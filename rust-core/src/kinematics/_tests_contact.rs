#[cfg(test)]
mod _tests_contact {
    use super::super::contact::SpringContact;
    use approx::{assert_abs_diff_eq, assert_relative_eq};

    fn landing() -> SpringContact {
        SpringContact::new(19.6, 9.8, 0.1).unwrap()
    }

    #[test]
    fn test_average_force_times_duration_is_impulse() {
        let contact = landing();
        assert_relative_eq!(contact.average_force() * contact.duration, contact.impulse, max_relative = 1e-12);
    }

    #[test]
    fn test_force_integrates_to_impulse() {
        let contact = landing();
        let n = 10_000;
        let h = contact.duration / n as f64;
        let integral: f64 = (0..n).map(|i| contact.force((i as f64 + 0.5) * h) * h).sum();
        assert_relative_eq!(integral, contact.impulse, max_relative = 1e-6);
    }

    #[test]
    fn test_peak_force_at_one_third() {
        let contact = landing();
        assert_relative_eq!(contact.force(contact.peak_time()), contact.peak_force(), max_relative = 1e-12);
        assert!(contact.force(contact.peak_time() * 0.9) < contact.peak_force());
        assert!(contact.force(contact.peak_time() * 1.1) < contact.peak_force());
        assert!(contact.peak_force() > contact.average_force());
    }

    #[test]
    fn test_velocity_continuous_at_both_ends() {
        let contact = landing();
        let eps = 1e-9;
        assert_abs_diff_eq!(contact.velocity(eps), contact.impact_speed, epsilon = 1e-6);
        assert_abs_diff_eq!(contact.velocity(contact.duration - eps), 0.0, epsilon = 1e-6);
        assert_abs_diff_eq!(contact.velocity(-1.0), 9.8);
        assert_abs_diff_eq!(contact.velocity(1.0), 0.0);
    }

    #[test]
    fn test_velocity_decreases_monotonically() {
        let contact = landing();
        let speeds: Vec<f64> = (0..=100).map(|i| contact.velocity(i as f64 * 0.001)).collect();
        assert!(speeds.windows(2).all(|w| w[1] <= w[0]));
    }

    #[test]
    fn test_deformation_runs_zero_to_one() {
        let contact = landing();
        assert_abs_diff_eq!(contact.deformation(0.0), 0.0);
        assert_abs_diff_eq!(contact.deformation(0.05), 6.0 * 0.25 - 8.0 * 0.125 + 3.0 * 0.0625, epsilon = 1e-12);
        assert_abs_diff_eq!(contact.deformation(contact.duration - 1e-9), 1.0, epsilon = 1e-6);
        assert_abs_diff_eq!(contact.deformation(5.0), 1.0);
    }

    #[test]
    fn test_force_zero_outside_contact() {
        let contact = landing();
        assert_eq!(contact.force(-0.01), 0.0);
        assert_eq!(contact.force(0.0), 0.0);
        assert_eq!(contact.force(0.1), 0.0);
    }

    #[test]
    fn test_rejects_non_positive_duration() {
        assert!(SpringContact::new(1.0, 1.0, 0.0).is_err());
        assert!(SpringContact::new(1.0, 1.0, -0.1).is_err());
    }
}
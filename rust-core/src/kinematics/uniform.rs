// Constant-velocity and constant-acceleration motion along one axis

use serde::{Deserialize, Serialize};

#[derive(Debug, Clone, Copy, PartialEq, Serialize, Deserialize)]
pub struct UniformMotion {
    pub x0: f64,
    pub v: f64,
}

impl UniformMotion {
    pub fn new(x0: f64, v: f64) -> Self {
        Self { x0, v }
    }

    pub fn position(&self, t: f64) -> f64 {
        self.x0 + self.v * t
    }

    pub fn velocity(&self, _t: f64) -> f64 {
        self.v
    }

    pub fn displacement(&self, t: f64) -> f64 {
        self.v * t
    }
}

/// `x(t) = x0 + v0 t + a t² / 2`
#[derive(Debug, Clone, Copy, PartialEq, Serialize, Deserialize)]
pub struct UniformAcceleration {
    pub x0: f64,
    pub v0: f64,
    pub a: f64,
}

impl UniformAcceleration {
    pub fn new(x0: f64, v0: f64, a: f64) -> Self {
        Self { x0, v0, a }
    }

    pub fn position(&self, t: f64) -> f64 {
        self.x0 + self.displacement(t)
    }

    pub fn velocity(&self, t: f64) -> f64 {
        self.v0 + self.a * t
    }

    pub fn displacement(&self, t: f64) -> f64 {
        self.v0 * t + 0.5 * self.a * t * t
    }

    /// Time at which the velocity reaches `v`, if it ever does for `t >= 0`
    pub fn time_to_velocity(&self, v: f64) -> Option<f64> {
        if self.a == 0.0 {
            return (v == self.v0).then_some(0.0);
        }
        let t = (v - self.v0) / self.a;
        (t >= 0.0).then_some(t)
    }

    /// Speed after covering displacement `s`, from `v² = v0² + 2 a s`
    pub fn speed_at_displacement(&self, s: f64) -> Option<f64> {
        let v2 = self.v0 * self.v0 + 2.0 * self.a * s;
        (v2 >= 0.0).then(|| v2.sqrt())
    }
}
---
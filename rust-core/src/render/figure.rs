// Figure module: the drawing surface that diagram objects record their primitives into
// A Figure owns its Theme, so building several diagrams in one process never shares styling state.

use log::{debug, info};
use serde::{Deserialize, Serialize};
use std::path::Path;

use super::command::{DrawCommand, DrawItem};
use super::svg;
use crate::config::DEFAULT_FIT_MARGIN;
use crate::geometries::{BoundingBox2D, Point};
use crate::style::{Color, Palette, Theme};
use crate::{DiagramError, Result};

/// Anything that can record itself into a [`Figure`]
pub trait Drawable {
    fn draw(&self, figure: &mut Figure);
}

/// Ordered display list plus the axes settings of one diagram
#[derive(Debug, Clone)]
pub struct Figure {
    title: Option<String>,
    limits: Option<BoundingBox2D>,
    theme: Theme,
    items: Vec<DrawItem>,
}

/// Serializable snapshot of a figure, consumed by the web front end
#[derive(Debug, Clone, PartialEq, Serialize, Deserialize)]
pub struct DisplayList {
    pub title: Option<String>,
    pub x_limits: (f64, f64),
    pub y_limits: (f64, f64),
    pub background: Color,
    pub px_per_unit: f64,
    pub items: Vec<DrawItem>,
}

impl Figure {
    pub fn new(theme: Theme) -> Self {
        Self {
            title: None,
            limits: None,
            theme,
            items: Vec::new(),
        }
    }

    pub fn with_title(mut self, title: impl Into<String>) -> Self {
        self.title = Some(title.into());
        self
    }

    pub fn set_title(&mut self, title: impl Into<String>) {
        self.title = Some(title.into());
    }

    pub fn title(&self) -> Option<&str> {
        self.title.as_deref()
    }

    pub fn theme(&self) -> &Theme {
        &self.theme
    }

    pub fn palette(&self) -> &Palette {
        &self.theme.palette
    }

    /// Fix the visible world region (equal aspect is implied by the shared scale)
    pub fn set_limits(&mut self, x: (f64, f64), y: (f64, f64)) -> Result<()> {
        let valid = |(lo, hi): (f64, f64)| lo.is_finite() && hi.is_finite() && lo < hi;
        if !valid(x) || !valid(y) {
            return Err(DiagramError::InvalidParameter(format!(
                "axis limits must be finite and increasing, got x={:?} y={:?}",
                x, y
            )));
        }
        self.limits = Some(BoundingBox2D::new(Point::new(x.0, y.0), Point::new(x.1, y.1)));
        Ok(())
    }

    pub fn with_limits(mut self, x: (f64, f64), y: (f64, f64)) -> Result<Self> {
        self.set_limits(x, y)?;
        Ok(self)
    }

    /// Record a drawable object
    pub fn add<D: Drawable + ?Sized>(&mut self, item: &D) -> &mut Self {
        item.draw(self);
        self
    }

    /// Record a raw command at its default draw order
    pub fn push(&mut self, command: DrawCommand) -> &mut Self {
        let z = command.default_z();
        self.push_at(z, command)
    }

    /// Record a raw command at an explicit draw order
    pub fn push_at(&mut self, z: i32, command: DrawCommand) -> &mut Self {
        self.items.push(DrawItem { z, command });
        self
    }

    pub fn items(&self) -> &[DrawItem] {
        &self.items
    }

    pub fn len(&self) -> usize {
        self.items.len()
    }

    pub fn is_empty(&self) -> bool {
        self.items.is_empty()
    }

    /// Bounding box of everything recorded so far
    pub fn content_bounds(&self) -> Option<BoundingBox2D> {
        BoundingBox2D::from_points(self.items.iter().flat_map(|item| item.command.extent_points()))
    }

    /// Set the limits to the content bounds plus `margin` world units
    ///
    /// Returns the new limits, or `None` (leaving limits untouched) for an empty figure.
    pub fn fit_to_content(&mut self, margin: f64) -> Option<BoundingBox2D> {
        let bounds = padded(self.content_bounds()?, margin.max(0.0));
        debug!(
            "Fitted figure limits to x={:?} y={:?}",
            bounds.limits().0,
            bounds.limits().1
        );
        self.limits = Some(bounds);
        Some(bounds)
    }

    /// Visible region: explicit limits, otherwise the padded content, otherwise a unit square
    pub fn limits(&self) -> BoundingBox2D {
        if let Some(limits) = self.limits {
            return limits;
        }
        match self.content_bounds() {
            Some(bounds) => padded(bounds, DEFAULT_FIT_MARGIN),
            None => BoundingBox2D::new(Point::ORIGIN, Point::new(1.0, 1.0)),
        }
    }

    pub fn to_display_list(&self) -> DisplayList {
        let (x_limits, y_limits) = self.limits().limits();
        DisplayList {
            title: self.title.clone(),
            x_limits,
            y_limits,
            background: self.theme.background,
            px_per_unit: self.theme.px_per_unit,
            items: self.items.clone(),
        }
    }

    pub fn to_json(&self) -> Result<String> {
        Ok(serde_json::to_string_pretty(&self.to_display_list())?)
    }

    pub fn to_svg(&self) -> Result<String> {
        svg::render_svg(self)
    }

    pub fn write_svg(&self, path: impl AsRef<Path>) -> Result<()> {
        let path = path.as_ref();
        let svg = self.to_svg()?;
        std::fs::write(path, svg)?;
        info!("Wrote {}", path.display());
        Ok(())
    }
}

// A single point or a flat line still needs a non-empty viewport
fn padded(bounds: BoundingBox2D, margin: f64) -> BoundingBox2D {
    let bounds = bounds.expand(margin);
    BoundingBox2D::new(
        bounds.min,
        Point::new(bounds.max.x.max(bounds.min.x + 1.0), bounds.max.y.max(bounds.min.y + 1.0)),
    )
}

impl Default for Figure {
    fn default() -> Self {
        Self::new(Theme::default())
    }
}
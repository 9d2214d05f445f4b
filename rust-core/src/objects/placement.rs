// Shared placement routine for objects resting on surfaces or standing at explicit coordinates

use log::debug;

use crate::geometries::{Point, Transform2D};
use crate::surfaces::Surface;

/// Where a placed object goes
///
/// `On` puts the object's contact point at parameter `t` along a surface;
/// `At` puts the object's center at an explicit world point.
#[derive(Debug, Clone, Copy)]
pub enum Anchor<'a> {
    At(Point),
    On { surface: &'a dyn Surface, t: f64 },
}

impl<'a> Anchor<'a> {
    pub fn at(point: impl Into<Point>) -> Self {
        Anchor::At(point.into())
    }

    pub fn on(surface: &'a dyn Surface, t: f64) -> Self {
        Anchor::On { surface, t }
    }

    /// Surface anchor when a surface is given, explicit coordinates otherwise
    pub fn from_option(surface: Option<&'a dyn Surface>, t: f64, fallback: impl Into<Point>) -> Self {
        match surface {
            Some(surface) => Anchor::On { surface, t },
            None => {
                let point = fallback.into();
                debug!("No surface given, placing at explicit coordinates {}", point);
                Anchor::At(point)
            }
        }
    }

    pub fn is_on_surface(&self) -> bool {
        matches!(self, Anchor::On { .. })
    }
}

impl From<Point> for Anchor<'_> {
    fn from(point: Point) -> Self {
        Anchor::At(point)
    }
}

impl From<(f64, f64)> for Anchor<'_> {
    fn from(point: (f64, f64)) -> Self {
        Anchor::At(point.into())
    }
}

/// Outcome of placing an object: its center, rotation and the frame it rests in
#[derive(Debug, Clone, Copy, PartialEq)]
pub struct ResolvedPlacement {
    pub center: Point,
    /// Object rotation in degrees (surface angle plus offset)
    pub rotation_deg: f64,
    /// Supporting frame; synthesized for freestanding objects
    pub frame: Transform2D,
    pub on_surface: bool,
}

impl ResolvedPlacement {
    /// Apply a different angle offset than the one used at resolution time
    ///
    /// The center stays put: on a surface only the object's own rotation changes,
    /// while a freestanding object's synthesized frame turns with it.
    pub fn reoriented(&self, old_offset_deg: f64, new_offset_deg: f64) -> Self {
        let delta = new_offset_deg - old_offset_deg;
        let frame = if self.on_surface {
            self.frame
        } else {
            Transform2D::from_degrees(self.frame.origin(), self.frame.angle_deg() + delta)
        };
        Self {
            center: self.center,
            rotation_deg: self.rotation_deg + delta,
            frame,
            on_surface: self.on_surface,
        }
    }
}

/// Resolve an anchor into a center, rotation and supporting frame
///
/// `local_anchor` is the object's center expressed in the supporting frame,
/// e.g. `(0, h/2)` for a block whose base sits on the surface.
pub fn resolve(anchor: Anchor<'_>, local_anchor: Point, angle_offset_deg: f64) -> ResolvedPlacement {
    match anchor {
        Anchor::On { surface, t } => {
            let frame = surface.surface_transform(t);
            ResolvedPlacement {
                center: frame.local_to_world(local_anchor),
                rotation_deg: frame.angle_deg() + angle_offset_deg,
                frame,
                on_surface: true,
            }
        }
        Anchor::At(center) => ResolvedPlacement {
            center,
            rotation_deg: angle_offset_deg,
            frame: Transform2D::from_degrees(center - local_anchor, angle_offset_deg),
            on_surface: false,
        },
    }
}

> Problem requirements: Within the records, filter for lines that contain the word "struct" and show each one.

> Exercise result:
pub struct UniformMotion {
pub struct UniformAcceleration {
pub struct Figure {
pub struct DisplayList {
pub struct ResolvedPlacement {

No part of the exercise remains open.